# First IUI appt next month



## Luv one (Nov 7, 2010)

Hello All,

Did all the tests expected since this process started over a year now. Had high prolactin and currently on  Cabergoline 500mg once weekly which worked wonders as my level is now nearing the lower part of the normal range. The HSG test was fine, a bit painful when the dye was going in and craps for about five minutes after. They gave me loads of antibiotics which left me feeling crap. Thankfully none of the tubes were blocked. Did another test and my ovarian reserve came in normal 5.5. Had my appointment at Homerton to discuss plan on Wed. Doc took our history and said ok its unexplained fertility and will put us straight away on the waiting list for IVF...wow what a result  our name in the 'red book'. We couldn’t believe when she said it was going to be done in August this year. I couldn’t believe how quick that was. So the plan agreed was for me to take 50mg Clomid and do the IUI at the same time. So at the next period will start the tabs and insemination? I got 3 months supply so hopefully with all that help we wont need to wait till August. 

They gave me an information sheet on what to expect when doing the IUI and scanning. I am very pleased that finally things are moving in the right direction.

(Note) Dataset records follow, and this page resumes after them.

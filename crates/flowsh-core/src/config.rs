//! Configuration directory resolution and the `config.toml` loader.
//!
//! Directory priority order:
//! 1. Explicit argument (highest priority)
//! 2. Environment variable
//! 3. OS-dependent config directory
//! 4. `~/.<package>` (fallback)

use std::collections::BTreeMap;
use std::path::{Path, PathBuf};

use serde::{Deserialize, Serialize};
use toml::{Table, Value};
use tracing::{debug, info};

use crate::error::{AppError, Result};
use crate::log::TARGET_CONFIG;

pub const CONFIG_FILE_NAME: &str = "config.toml";
pub const DEFAULT_CONFIG_KEY: &str = "default";

/// Settings every configuration understands. Overrides may only target these
/// or names already present in the file.
pub const KNOWN_SETTINGS: &[&str] = &[
    "machine",
    "log_console_level",
    "log_file_path",
    "log_file_level",
    "parameter_sources",
    "command_file_sources",
    "environment_sources",
    "task_schema_sources",
    "linux_release_file",
];

#[derive(Debug, Clone, PartialEq, Eq)]
pub struct ConfigOptions {
    pub package_name: String,
    pub directory_env_var: String,
    pub key_env_var: String,
    pub data_dir_env_var: String,
    pub runtime_dir_env_var: String,
}

impl ConfigOptions {
    #[must_use]
    pub fn for_package(package_name: &str) -> Self {
        let prefix = package_name.to_ascii_uppercase().replace('-', "_");
        Self {
            package_name: package_name.to_string(),
            directory_env_var: format!("{prefix}_CONFIG_DIR"),
            key_env_var: format!("{prefix}_CONFIG_KEY"),
            data_dir_env_var: format!("{prefix}_DATA_DIR"),
            runtime_dir_env_var: format!("{prefix}_RUNTIME_DIR"),
        }
    }
}

pub fn resolve_config_dir(options: &ConfigOptions, directory: Option<&Path>) -> PathBuf {
    if let Some(path) = directory {
        debug!(target: TARGET_CONFIG, "using explicit config directory {}", path.display());
        return path.to_path_buf();
    }

    if let Ok(path) = std::env::var(&options.directory_env_var) {
        if !path.trim().is_empty() {
            debug!(
                target: TARGET_CONFIG,
                "using config directory from {}: {path}", options.directory_env_var
            );
            return PathBuf::from(path);
        }
    }

    if let Some(dir) = dirs::config_dir() {
        return dir.join(&options.package_name);
    }

    dirs::home_dir()
        .map(|home| home.join(format!(".{}", options.package_name)))
        .unwrap_or_else(|| PathBuf::from(format!(".{}", options.package_name)))
}

#[must_use]
pub fn config_file_path(directory: &Path) -> PathBuf {
    directory.join(CONFIG_FILE_NAME)
}

/// Best-effort host name used as the default `machine` setting.
#[must_use]
pub fn host_name() -> String {
    for var in ["HOSTNAME", "COMPUTERNAME"] {
        if let Ok(value) = std::env::var(var) {
            if !value.trim().is_empty() {
                return value.trim().to_string();
            }
        }
    }
    std::fs::read_to_string("/etc/hostname")
        .ok()
        .map(|value| value.trim().to_string())
        .filter(|value| !value.is_empty())
        .unwrap_or_else(|| "localhost".to_string())
}

#[derive(Debug, Clone, Default, Serialize, Deserialize, PartialEq)]
pub struct ConfigFileData {
    #[serde(default, skip_serializing_if = "Option::is_none")]
    pub default_config: Option<String>,
    #[serde(default)]
    pub configs: BTreeMap<String, Table>,
}

impl ConfigFileData {
    fn with_defaults() -> Self {
        let mut table = Table::new();
        table.insert("machine".to_string(), Value::String(host_name()));
        table.insert(
            "log_console_level".to_string(),
            Value::String("warning".to_string()),
        );
        table.insert(
            "log_file_path".to_string(),
            Value::String("<<config_dir>>/logs/<<app_name>>.log".to_string()),
        );
        table.insert("log_file_level".to_string(), Value::String("info".to_string()));
        for key in [
            "parameter_sources",
            "command_file_sources",
            "environment_sources",
            "task_schema_sources",
        ] {
            table.insert(key.to_string(), Value::Array(Vec::new()));
        }

        let mut configs = BTreeMap::new();
        configs.insert(DEFAULT_CONFIG_KEY.to_string(), table);
        Self {
            default_config: Some(DEFAULT_CONFIG_KEY.to_string()),
            configs,
        }
    }
}

/// A parsed `config.toml`, bound to the directory it was read from.
#[derive(Debug, Clone)]
pub struct ConfigFile {
    directory: PathBuf,
    path: PathBuf,
    data: ConfigFileData,
}

impl ConfigFile {
    /// Reads the config file in `directory`, creating the directory and a
    /// default file when either is missing.
    ///
    /// # Errors
    /// Returns [`AppError::Io`] on filesystem failures and
    /// [`AppError::Configuration`] when the file is not valid TOML.
    pub fn open(directory: &Path) -> Result<Self> {
        std::fs::create_dir_all(directory).map_err(|err| AppError::io(directory, err))?;
        let path = config_file_path(directory);

        if !path.exists() {
            let data = ConfigFileData::with_defaults();
            let body = toml::to_string_pretty(&data).map_err(|err| {
                AppError::Configuration(format!("failed to serialize default config: {err}"))
            })?;
            std::fs::write(&path, body).map_err(|err| AppError::io(&path, err))?;
            info!(target: TARGET_CONFIG, "created default config file at {}", path.display());
        }

        let body = std::fs::read_to_string(&path).map_err(|err| AppError::io(&path, err))?;
        let data: ConfigFileData = toml::from_str(&body).map_err(|err| {
            AppError::Configuration(format!("invalid config file {}: {err}", path.display()))
        })?;

        Ok(Self {
            directory: directory.to_path_buf(),
            path,
            data,
        })
    }

    #[must_use]
    pub fn directory(&self) -> &Path {
        &self.directory
    }

    #[must_use]
    pub fn path(&self) -> &Path {
        &self.path
    }

    #[must_use]
    pub fn data(&self) -> &ConfigFileData {
        &self.data
    }

    /// Appends `value` to the list setting `name` of section `key`, creating
    /// the list when the section lacks it. Call [`ConfigFile::save`] to
    /// persist.
    ///
    /// # Errors
    /// Returns [`AppError::Configuration`] when the section does not exist or
    /// the setting is not a list.
    pub fn append(&mut self, key: &str, name: &str, value: Value) -> Result<()> {
        let Some(section) = self.data.configs.get_mut(key) else {
            return Err(AppError::Configuration(format!(
                "config key {key:?} not found in {}",
                self.path.display()
            )));
        };
        match section
            .entry(name.to_string())
            .or_insert(Value::Array(Vec::new()))
        {
            Value::Array(items) => {
                items.push(value);
                Ok(())
            }
            other => Err(AppError::Configuration(format!(
                "cannot append to {name:?}: it is not a list, found {other}"
            ))),
        }
    }

    /// Writes the file back through a temporary file and a rename.
    ///
    /// # Errors
    /// Returns [`AppError::Io`] on filesystem failures.
    pub fn save(&self) -> Result<()> {
        let body = toml::to_string_pretty(&self.data).map_err(|err| {
            AppError::Configuration(format!("failed to serialize config file: {err}"))
        })?;
        let temp_path = self.path.with_extension("toml.tmp");
        std::fs::write(&temp_path, body).map_err(|err| AppError::io(&temp_path, err))?;
        std::fs::rename(&temp_path, &self.path).map_err(|err| AppError::io(&self.path, err))?;
        info!(target: TARGET_CONFIG, "saved config file {}", self.path.display());
        Ok(())
    }
}

/// Splits a `name=value` override. The value is read as a TOML value when it
/// parses as one and kept as a plain string otherwise.
///
/// # Errors
/// Returns [`AppError::Configuration`] when there is no `=` or the name is
/// empty.
pub fn parse_override(raw: &str) -> Result<(String, Value)> {
    let Some((name, value)) = raw.split_once('=') else {
        return Err(AppError::Configuration(format!(
            "config override must look like name=value: {raw:?}"
        )));
    };
    let name = name.trim();
    if name.is_empty() {
        return Err(AppError::Configuration(format!(
            "config override has an empty name: {raw:?}"
        )));
    }

    let value = value.trim();
    let parsed = toml::from_str::<Table>(&format!("v = {value}"))
        .ok()
        .and_then(|mut table| table.remove("v"))
        .unwrap_or_else(|| Value::String(value.to_string()));
    Ok((name.to_string(), parsed))
}

/// Template variables substituted into string settings as `<<name>>`.
#[derive(Debug, Clone, Default)]
pub struct ConfigVariables {
    pub app_name: String,
    pub app_version: String,
}

/// The active configuration: one named section of a config file with
/// defaults filled in and overrides applied.
#[derive(Debug, Clone)]
pub struct Config {
    directory: PathBuf,
    file_path: PathBuf,
    key: String,
    values: Table,
}

impl Config {
    /// # Errors
    /// Returns [`AppError::Configuration`] when the key is not present in the
    /// file or an override names an unknown setting.
    pub fn new(
        file: &ConfigFile,
        options: &ConfigOptions,
        config_key: Option<&str>,
        overrides: &[(String, Value)],
        variables: &ConfigVariables,
    ) -> Result<Self> {
        let key = match config_key {
            Some(key) => key.to_string(),
            None => std::env::var(&options.key_env_var)
                .ok()
                .filter(|value| !value.trim().is_empty())
                .or_else(|| file.data.default_config.clone())
                .unwrap_or_else(|| DEFAULT_CONFIG_KEY.to_string()),
        };

        let Some(section) = file.data.configs.get(&key) else {
            let available = file.data.configs.keys().cloned().collect::<Vec<_>>();
            return Err(AppError::Configuration(format!(
                "config key {key:?} not found in {}; available keys: {available:?}",
                file.path.display()
            )));
        };

        let mut values = default_values();
        for (name, value) in section {
            values.insert(name.clone(), value.clone());
        }

        for (name, value) in overrides {
            if !KNOWN_SETTINGS.contains(&name.as_str()) && !section.contains_key(name) {
                return Err(AppError::Configuration(format!(
                    "cannot override unknown config item {name:?}"
                )));
            }
            values.insert(name.clone(), value.clone());
        }

        let substitutions = [
            ("<<config_dir>>", file.directory.display().to_string()),
            ("<<app_name>>", variables.app_name.clone()),
            ("<<app_version>>", variables.app_version.clone()),
        ];
        for (_, value) in values.iter_mut() {
            substitute(value, &substitutions);
        }

        Ok(Self {
            directory: file.directory.clone(),
            file_path: file.path.clone(),
            key,
            values,
        })
    }

    /// Dictionary-style access to any setting, known or not.
    #[must_use]
    pub fn get(&self, name: &str) -> Option<&Value> {
        self.values.get(name)
    }

    #[must_use]
    pub fn values(&self) -> &Table {
        &self.values
    }

    #[must_use]
    pub fn directory(&self) -> &Path {
        &self.directory
    }

    #[must_use]
    pub fn config_file_path(&self) -> &Path {
        &self.file_path
    }

    #[must_use]
    pub fn config_key(&self) -> &str {
        &self.key
    }

    #[must_use]
    pub fn machine(&self) -> String {
        self.get_str("machine").map_or_else(host_name, str::to_string)
    }

    #[must_use]
    pub fn log_console_level(&self) -> &str {
        self.get_str("log_console_level").unwrap_or("warning")
    }

    #[must_use]
    pub fn log_file_level(&self) -> &str {
        self.get_str("log_file_level").unwrap_or("info")
    }

    #[must_use]
    pub fn log_file_path(&self) -> PathBuf {
        self.get_str("log_file_path")
            .map_or_else(|| self.directory.join("logs").join("app.log"), PathBuf::from)
    }

    #[must_use]
    pub fn linux_release_file(&self) -> PathBuf {
        PathBuf::from(self.get_str("linux_release_file").unwrap_or("/etc/os-release"))
    }

    /// Source files listed under `<name>`, e.g. `environment_sources`.
    ///
    /// # Errors
    /// Returns [`AppError::Configuration`] when the setting is not an array
    /// of strings.
    pub fn sources(&self, name: &str) -> Result<Vec<PathBuf>> {
        match self.values.get(name) {
            None => Ok(Vec::new()),
            Some(Value::Array(items)) => items
                .iter()
                .map(|item| match item {
                    Value::String(path) => Ok(PathBuf::from(path)),
                    other => Err(AppError::Configuration(format!(
                        "{name} entries must be strings, found {other}"
                    ))),
                })
                .collect(),
            Some(other) => Err(AppError::Configuration(format!(
                "{name} must be an array of paths, found {other}"
            ))),
        }
    }

    fn get_str(&self, name: &str) -> Option<&str> {
        self.values.get(name).and_then(Value::as_str)
    }
}

fn default_values() -> Table {
    let mut table = Table::new();
    table.insert(
        "log_console_level".to_string(),
        Value::String("warning".to_string()),
    );
    table.insert(
        "log_file_path".to_string(),
        Value::String("<<config_dir>>/logs/<<app_name>>.log".to_string()),
    );
    table.insert("log_file_level".to_string(), Value::String("info".to_string()));
    table.insert(
        "linux_release_file".to_string(),
        Value::String("/etc/os-release".to_string()),
    );
    table
}

fn substitute(value: &mut Value, substitutions: &[(&str, String)]) {
    match value {
        Value::String(text) => {
            for (pattern, replacement) in substitutions {
                if text.contains(pattern) {
                    *text = text.replace(pattern, replacement);
                }
            }
        }
        Value::Array(items) => {
            for item in items {
                substitute(item, substitutions);
            }
        }
        Value::Table(table) => {
            for (_, item) in table.iter_mut() {
                substitute(item, substitutions);
            }
        }
        _ => {}
    }
}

Can someone please tell me about their first experience doing this insemination. They said it’s like doing a paps mere test or the hsg test. I was warned with all these pills I will be moody etc is that right Hope not!!!


----------



## Luv one (Nov 7, 2010)

Started Clomid and first scan booked for day 9.


----------



## Luv one (Nov 7, 2010)

Had IUI on 08/3/11 at 1pm. DH had 42 million after wash. Only one Follicle was 17mm day before they gave me PREGNYL injection in the leg. I was suprised as I heard follicle needed to be 18-20mm for IUI but guess that it grows 1-2mm per day so would be that size next day. Nurse assured me 17mm was mature.  IUI was ok a little pain when the thing used for a paps smear went in and they had to open it wider but other than that no pain. Nurse talked me through what she was doing and what I should be feeling. Within couple of mins she was done and wished me good luck. Came home and in the evening noticed brown spotting which seems to be normal as it stopped today. Now for the long 18 days wait to do a pregnancy test to see if it was successfull. Told to continue taking cabergoline until pregnancy confirmed.


----------



## Luv one (Nov 7, 2010)

Day 6 and had cramps yesterday and hot flushes. Read implantation normally take place from day 9-10 so waiting to see what symptoms I will have.


----------



## Luv one (Nov 7, 2010)

Couldnt wait so I took a test day 10 wanted to see if HCG was out of my system and guess what it was as got a bfn.  well I knew it  wouldnt be positive but hey in some respect guess if I next test and its positive then thats a good sign. lots of people say they test 3-4 days later and got positive. So will now wait and do another test day 14 as thats when I expect period. Well today I felt cramps on my left side and left breast particularly painful for 2 days now. Thinking that might be the cabergoline or period pains coming on hopefully not. Well still optimistic about the whole thing just the waiting is driving me nuts keep checking the net for what others write. I must point out that I am secondary fertility as I was pregnant before in my teens but had a termination. so where all these problems come from now that I am ready for a baby is anyones guess. I try not to think about it though got to be positive!


----------



## hellsbells26 (Aug 10, 2010)

Hey Luv One

Glad your IUI went well

I think you're testing way too early - leave it to at least day 14 and hopefully you'll get a BFP.   I've read that implantation occurs around day 5/6 after IUI ..so hopefully. BTW were you told to wait until day 18? Why??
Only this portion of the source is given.